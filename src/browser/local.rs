use std::path::{Component, Path, PathBuf};

use super::{FileBrowser, FileHandle};
use crate::error::{Result, ThemecutError};

/// A [`FileBrowser`] over an ordered list of directories on the local disk.
///
/// Earlier roots shadow later ones in [`FileBrowser::get_file`].
#[derive(Debug, Clone)]
pub struct LocalFileBrowser {
    roots: Vec<PathBuf>,
}

impl LocalFileBrowser {
    pub fn new(root: impl Into<PathBuf>) -> Self {
        Self {
            roots: vec![root.into()],
        }
    }

    pub fn with_roots(roots: Vec<PathBuf>) -> Result<Self> {
        if roots.is_empty() {
            return Err(ThemecutError::InvalidConfiguration {
                reason: "a file browser needs at least one root directory".into(),
            });
        }
        Ok(Self { roots })
    }

    pub fn roots(&self) -> &[PathBuf] {
        &self.roots
    }
}

impl FileBrowser for LocalFileBrowser {
    fn get_file(&self, path: &str) -> Option<FileHandle> {
        let relative = normalize(path)?;
        self.roots.iter().find_map(|root| {
            let absolute = root.join(&relative);
            absolute
                .is_file()
                .then(|| FileHandle::new(relative.clone(), absolute, false))
        })
    }

    fn get_files(&self, path: &str) -> Vec<FileHandle> {
        let Some(relative) = normalize(path) else {
            return Vec::new();
        };
        self.roots
            .iter()
            .map(|root| root.join(&relative))
            .filter(|absolute| absolute.is_dir())
            .map(|absolute| FileHandle::new(relative.clone(), absolute, true))
            .collect()
    }

    fn get_relative_file(&self, file: &FileHandle) -> Option<FileHandle> {
        let absolute = file.absolute_path();
        // Roots may nest (an include directory inside the project root), so
        // the deepest matching root gives the right relative path.
        let rel = self
            .roots
            .iter()
            .filter_map(|root| absolute.strip_prefix(root).ok())
            .min_by_key(|rel| rel.components().count())?;

        Some(FileHandle::new(
            to_slash(rel),
            absolute.to_path_buf(),
            file.is_directory(),
        ))
    }
}

/// Collapse duplicate and leading separators so `a//b` and `/a/b` both become
/// `a/b`. Paths climbing out with `..` never resolve inside a root.
fn normalize(path: &str) -> Option<String> {
    let mut parts = Vec::new();
    for part in path.split(['/', '\\']) {
        match part {
            "" | "." => {}
            ".." => return None,
            part => parts.push(part),
        }
    }
    Some(parts.join("/"))
}

fn to_slash(path: &Path) -> String {
    path.components()
        .filter_map(|c| match c {
            Component::Normal(part) => Some(part.to_string_lossy().into_owned()),
            _ => None,
        })
        .collect::<Vec<_>>()
        .join("/")
}
mod code;
#[allow(clippy::module_inception)]
mod packet;

pub use code::Code;
pub use packet::{attribute_region, Packet, PacketError, HEADER_LENGTH, MAX_PACKET_SIZE};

**Your instructions**:
Your answer should consist of the lines above that hold the word "join".

**Exercise solution**:
            let absolute = root.join(&relative);
            .map(|root| root.join(&relative))
    Some(parts.join("/"))
        .join("/")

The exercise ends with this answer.